Stored data entries:

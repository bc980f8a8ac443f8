//! Settings - 環境変数からの設定読み込み
//!
//! Topic names, the consumer group and the broker address are all provided
//! by the environment. The binary loads `.env` first via `dotenv`.

use std::time::Duration;

use thiserror::Error;

use super::retry::RetryPolicy;

#[derive(Debug, Error, PartialEq, Eq)]
pub enum ConfigError {
    #[error("missing required environment variable {0}")]
    Missing(&'static str),

    #[error("invalid value for {key}: '{value}'")]
    Invalid { key: &'static str, value: String },
}

/// Which broker client to wire in.
#[derive(Debug, Clone, Copy, PartialEq, Eq)]
pub enum TransportKind {
    /// In-process broker (development and demos).
    Memory,
    /// Kafka via rdkafka (requires the `kafka` feature).
    Kafka,
}

/// Topic names used by the producer.
#[derive(Debug, Clone, PartialEq, Eq)]
pub struct TopicNames {
    pub moderation: String,
    pub dead_letter: String,
}

#[derive(Debug, Clone, PartialEq, Eq)]
pub struct Settings {
    pub transport: TransportKind,
    pub bootstrap_servers: Option<String>,
    pub topics: TopicNames,
    pub consumer_group: String,
    pub retry: RetryPolicy,
}

impl Settings {
    /// Read from the process environment.
    pub fn from_env() -> Result<Self, ConfigError> {
        Self::from_lookup(|key| std::env::var(key).ok())
    }

    /// Read through an arbitrary lookup (tests pass a map).
    pub fn from_lookup<F>(lookup: F) -> Result<Self, ConfigError>
    where
        F: Fn(&str) -> Option<String>,
    {
        let require = |key: &'static str| {
            lookup(key)
                .filter(|v| !v.trim().is_empty())
                .ok_or(ConfigError::Missing(key))
        };

        let transport = match lookup("MODQ_TRANSPORT").as_deref().map(str::trim) {
            None | Some("") | Some("memory") => TransportKind::Memory,
            Some("kafka") => TransportKind::Kafka,
            Some(other) => {
                return Err(ConfigError::Invalid {
                    key: "MODQ_TRANSPORT",
                    value: other.to_string(),
                });
            }
        };

        let bootstrap_servers = match transport {
            TransportKind::Kafka => Some(require("KAFKA_BOOTSTRAP")?),
            TransportKind::Memory => lookup("KAFKA_BOOTSTRAP"),
        };

        let max_attempts = parse_or(&lookup, "MODQ_MAX_ATTEMPTS", RetryPolicy::DEFAULT_MAX_ATTEMPTS)?;
        // the initial attempt always runs, so the budget is at least 1
        if max_attempts == 0 {
            return Err(ConfigError::Invalid {
                key: "MODQ_MAX_ATTEMPTS",
                value: "0".to_string(),
            });
        }
        let cooldown_ms = parse_or(&lookup, "MODQ_RETRY_COOLDOWN_MS", 0u64)?;

        Ok(Self {
            transport,
            bootstrap_servers,
            topics: TopicNames {
                moderation: require("MODERATION_TOPIC")?,
                dead_letter: require("DLQ_TOPIC")?,
            },
            consumer_group: require("CONSUMER_GROUP")?,
            retry: RetryPolicy::new(max_attempts, Duration::from_millis(cooldown_ms)),
        })
    }
}

fn parse_or<F, T>(lookup: &F, key: &'static str, default: T) -> Result<T, ConfigError>
where
    F: Fn(&str) -> Option<String>,
    T: std::str::FromStr,
{
    match lookup(key) {
        None => Ok(default),
        Some(raw) => {
            let parsed: Result<T, _> = raw.trim().parse();
            parsed.map_err(|_| ConfigError::Invalid { key, value: raw })
        }
    }
}

#[cfg(test)]
mod tests {
    use super::*;
    use rstest::rstest;
    use std::collections::HashMap;

    fn lookup(pairs: &[(&str, &str)]) -> impl Fn(&str) -> Option<String> {
        let map: HashMap<String, String> = pairs
            .iter()
            .map(|(k, v)| (k.to_string(), v.to_string()))
            .collect();
        move |key: &str| map.get(key).cloned()
    }

    const BASE: [(&str, &str); 3] = [
        ("MODERATION_TOPIC", "moderation"),
        ("DLQ_TOPIC", "moderation_dlq"),
        ("CONSUMER_GROUP", "moderation-workers"),
    ];

    #[test]
    fn defaults_apply_when_optional_vars_are_absent() {
        let settings = Settings::from_lookup(lookup(&BASE)).unwrap();
        assert_eq!(settings.transport, TransportKind::Memory);
        assert_eq!(settings.topics.moderation, "moderation");
        assert_eq!(settings.topics.dead_letter, "moderation_dlq");
        assert_eq!(settings.consumer_group, "moderation-workers");
        assert_eq!(settings.retry, RetryPolicy::default());
        assert_eq!(settings.bootstrap_servers, None);
    }

    #[test]
    fn retry_settings_are_read() {
        let mut pairs = BASE.to_vec();
        pairs.push(("MODQ_MAX_ATTEMPTS", "5"));
        pairs.push(("MODQ_RETRY_COOLDOWN_MS", "1500"));
        let settings = Settings::from_lookup(lookup(&pairs)).unwrap();
        assert_eq!(settings.retry.max_attempts, 5);
        assert_eq!(settings.retry.cooldown, Duration::from_millis(1500));
    }

    #[test]
    fn missing_topic_is_an_error() {
        let err = Settings::from_lookup(lookup(&BASE[1..])).unwrap_err();
        assert_eq!(err, ConfigError::Missing("MODERATION_TOPIC"));
    }

    #[test]
    fn kafka_transport_requires_bootstrap() {
        let mut pairs = BASE.to_vec();
        pairs.push(("MODQ_TRANSPORT", "kafka"));
        let err = Settings::from_lookup(lookup(&pairs)).unwrap_err();
        assert_eq!(err, ConfigError::Missing("KAFKA_BOOTSTRAP"));

        pairs.push(("KAFKA_BOOTSTRAP", "localhost:9092"));
        let settings = Settings::from_lookup(lookup(&pairs)).unwrap();
        assert_eq!(settings.transport, TransportKind::Kafka);
        assert_eq!(settings.bootstrap_servers.as_deref(), Some("localhost:9092"));
    }

    #[rstest]
    #[case::not_a_number("MODQ_MAX_ATTEMPTS", "three")]
    #[case::zero_budget("MODQ_MAX_ATTEMPTS", "0")]
    #[case::negative_budget("MODQ_MAX_ATTEMPTS", "-1")]
    #[case::fractional_cooldown("MODQ_RETRY_COOLDOWN_MS", "1.5")]
    fn invalid_retry_settings_are_rejected(#[case] key: &'static str, #[case] value: &str) {
        let mut pairs = BASE.to_vec();
        pairs.push((key, value));
        let err = Settings::from_lookup(lookup(&pairs)).unwrap_err();
        assert_eq!(
            err,
            ConfigError::Invalid {
                key,
                value: value.to_string()
            }
        );
    }
}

▶ **Description of the task**
Gather each line of the records holding the string "Some".

▶ **Task output**
            None | Some("") | Some("memory") => TransportKind::Memory,
            Some("kafka") => TransportKind::Kafka,
            Some(other) => {
            TransportKind::Kafka => Some(require("KAFKA_BOOTSTRAP")?),
        Some(raw) => {
        assert_eq!(settings.bootstrap_servers.as_deref(), Some("localhost:9092"));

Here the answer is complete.